A pandemia do coronavírus tem nos feito revirar costumes e revisar conceitos e atitudes.
Sua chegada entre nós, em alguma medida, nos flagrou desapegados à consciência da própria finitude e impregnados de certezas e até de verdades.
Em meio ao amplo leque de consequências decorrentes do mundo pandêmico, pinço uma delas que me parece particularmente relevante.
O invisível coronavírus colocou em pauta diariamente sobre a ´mesa da refeição´ ou ´no sofá da sala´, diante da avidez por informações, um tema humano, mas revestido de milenar tabu: a morte.
Nos demos conta, subitamente, de nossas fragilidades e fomos compelidos a tratar (e temer) o vocábulo/assunto no cotidiano. Justamente algo que instintivamente era relegado ao esquecimento, como se a recíproca fosse verdadeira.
A morte deixou de ser algo genérico, restrito aos frios e distantes dramas e tragédias veiculadas pela imprensa, ou até mesmo pessoal e pontual, na despedida de algum amigo ou familiar.
A morte passou a se constituir numa espécie de ´fantasma´ permanente ao nosso redor, representada por um minúsculo e invisível vírus.
Que lições recolher dessa indesejada e ameaçadora companhia? Certamente é possível elencar inúmeras indicações.
Concentro-me num conceito, que verbalizo não como uma ´doutrina´, mas como a colheita do que intui um sentimento bafejado pelo coração.
É preciso a sublimação das pequenas coisas e dos singelos gestos, que adquirem significado transcendental quando praticados e personificados com o despojamento que relega o tempo cronometrado e circunscrito à agenda apinhada de compromissos.
A sublimação a qual me referi passa, por exemplo, pela contemplação e compartilhamento da natureza, essa dádiva divina que nos remete quase sempre a dois caminhos: banalizá-la ou ignorá-la em sua desmedida beleza.

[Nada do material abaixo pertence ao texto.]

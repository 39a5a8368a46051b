use std::ptr;

use zwlib_codec::{DecodedPacket, Payload};

use crate::error;
use crate::types::{ZwFrame, ZwPacket, ZwResult};

fn box_bytes(bytes: &[u8]) -> (*mut u8, usize) {
    let len = bytes.len();
    if len == 0 {
        return (ptr::null_mut(), 0);
    }
    let boxed: Box<[u8]> = bytes.to_vec().into_boxed_slice();
    (Box::into_raw(boxed) as *mut u8, len)
}

/// # Safety
/// `(data, len)` must be null/0 or a pair previously produced by `box_bytes`.
unsafe fn free_bytes(data: *mut u8, len: usize) {
    if data.is_null() {
        return;
    }
    let slice_ptr = ptr::slice_from_raw_parts_mut(data, len);
    // SAFETY: The pair originated from a `Box<[u8]>` in this library.
    unsafe {
        drop(Box::from_raw(slice_ptr));
    }
}

pub(crate) fn write_frame_out(out_frame: *mut ZwFrame, bytes: &[u8]) -> ZwResult {
    if out_frame.is_null() {
        return error::set_invalid_argument("out_frame cannot be null");
    }

    let frame_ref = {
        // SAFETY: Pointer validity is guaranteed by the caller.
        unsafe { &mut *out_frame }
    };

    // SAFETY: Any existing payload pointer was allocated by this library.
    unsafe { free_bytes(frame_ref.data, frame_ref.len) };

    let (data, len) = box_bytes(bytes);
    frame_ref.data = data;
    frame_ref.len = len;

    ZwResult::Ok
}

pub(crate) fn clear_frame_out(out_frame: *mut ZwFrame) -> ZwResult {
    write_frame_out(out_frame, &[])
}

pub(crate) fn write_packet_out(out_packet: *mut ZwPacket, packet: &DecodedPacket) -> ZwResult {
    if out_packet.is_null() {
        return error::set_invalid_argument("out_packet cannot be null");
    }

    let packet_ref = {
        // SAFETY: Pointer validity is guaranteed by the caller.
        unsafe { &mut *out_packet }
    };

    // SAFETY: Any existing payload pointers were allocated by this library.
    unsafe {
        free_bytes(packet_ref.payload, packet_ref.payload_len);
        free_bytes(packet_ref.data, packet_ref.data_len);
    }
    *packet_ref = ZwPacket::default();

    let stamp = packet.timestamp();
    packet_ref.seconds = stamp.seconds;
    packet_ref.millis = stamp.millis;
    packet_ref.device_ip = packet.device_ip();
    packet_ref.entity_id = packet.entity_id();
    packet_ref.kind = packet.kind() as u8;
    packet_ref.device_id = *packet.device_id();

    match packet.payload() {
        Payload::Command { cmd } => {
            let (data, len) = box_bytes(cmd);
            packet_ref.payload = data;
            packet_ref.payload_len = len;
        }
        Payload::Collect { source, data } => {
            let (ptr, len) = box_bytes(source);
            packet_ref.payload = ptr;
            packet_ref.payload_len = len;
            let (ptr, len) = box_bytes(data);
            packet_ref.data = ptr;
            packet_ref.data_len = len;
        }
    }

    ZwResult::Ok
}

pub(crate) fn clear_packet_out(out_packet: *mut ZwPacket) -> ZwResult {
    if out_packet.is_null() {
        return error::set_invalid_argument("out_packet cannot be null");
    }

    let packet_ref = {
        // SAFETY: Pointer validity is guaranteed by the caller.
        unsafe { &mut *out_packet }
    };

    // SAFETY: Any existing payload pointers were allocated by this library.
    unsafe {
        free_bytes(packet_ref.payload, packet_ref.payload_len);
        free_bytes(packet_ref.data, packet_ref.data_len);
    }
    *packet_ref = ZwPacket::default();

    ZwResult::Ok
}

/// Free frame memory held by a [`ZwFrame`] populated by the encode APIs.
///
/// # Safety
/// `frame` must be either null or a valid pointer to a `ZwFrame` created by
/// caller code. If `frame->data` is non-null, it must have originated from
/// this library.
#[no_mangle]
pub unsafe extern "C" fn zw_frame_free(frame: *mut ZwFrame) {
    crate::ffi_boundary((), || {
        if frame.is_null() {
            return;
        }

        let frame_ref = {
            // SAFETY: Pointer validity is guaranteed by the caller.
            unsafe { &mut *frame }
        };

        // SAFETY: `data` was allocated by `Box<[u8]>` in the encode APIs.
        unsafe { free_bytes(frame_ref.data, frame_ref.len) };
        *frame_ref = ZwFrame::default();
    });
}

/// Free payload memory held by a [`ZwPacket`] populated by `zw_decode`.
///
/// # Safety
/// `packet` must be either null or a valid pointer to a `ZwPacket` created
/// by caller code. Non-null payload pointers must have originated from this
/// library.
#[no_mangle]
pub unsafe extern "C" fn zw_packet_free(packet: *mut ZwPacket) {
    crate::ffi_boundary((), || {
        if packet.is_null() {
            return;
        }
        let _ = clear_packet_out(packet);
    });
}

Dedicar tempo e sensibilidade para introduzir-se e fazer parte da obra divina é um rejuvenescedor exercício de amor à vida.
Há (ainda) pássaros cantando por toda parte; flores desabrochando; auroras e crepúsculos solares à espera de atenção.
Eis o balé da vida, diário, intenso, com ou sem pandemia. O imortal e genial filósofo grego Aristóteles asseverou que “a natureza não faz nada em vão”.
É imperioso que na sucessão dos anos de nossa curta passagem terrena possamos nos dar conta do maravilhoso espetáculo pulsante e vigoroso, quase sempre em nossa volta. Afinal de contas, somos atores e, às vezes, até cenário desse milagre existencial.
Essa, como frisei acima, é tão somente uma das vertentes da ressignificação da vida. Há tantas outras… Viajar pelo encantador mundo da música, dos livros, dos filmes épicos…
Enverede-se pela retomada, na plenitude, da insuperável (e em desuso) arte de conversar, tecendo laços de convivência, sorvendo a experiência dos mais velhos, banhando-se da ingenuidade perdida com as crianças.
Não deixemos que essa pandemia transite por nossa vida tão somente como uma amedrontadora ameaça que nos confinou.
É possível que esse já considerado ´marco histórico´ do coronavírus venha a ser uma nova chance que é dada à nossa civilização de reescrever sua história e encarnar uma trajetória mais positiva, consequente e humana.
E que se faça isso com a emoção de como se fosse a primeira oportunidade e a intensidade própria da última vez.
Sugiro duas belas músicas para coroar as linhas acima, alinhavadas com muito improviso, mas igualmente com renovada esperança – a ´verde´ palavra que é sinônimo e certificação da fé, esse combustível intangível que nos projeta rumo à eternidade.
Afinal de contas, nos ensina o poeta Mário Quintana que “viver é acalentar sonhos e esperanças, fazendo da fé a nossa inspiração maior. É buscar nas pequenas coisas, um grande motivo para ser feliz!”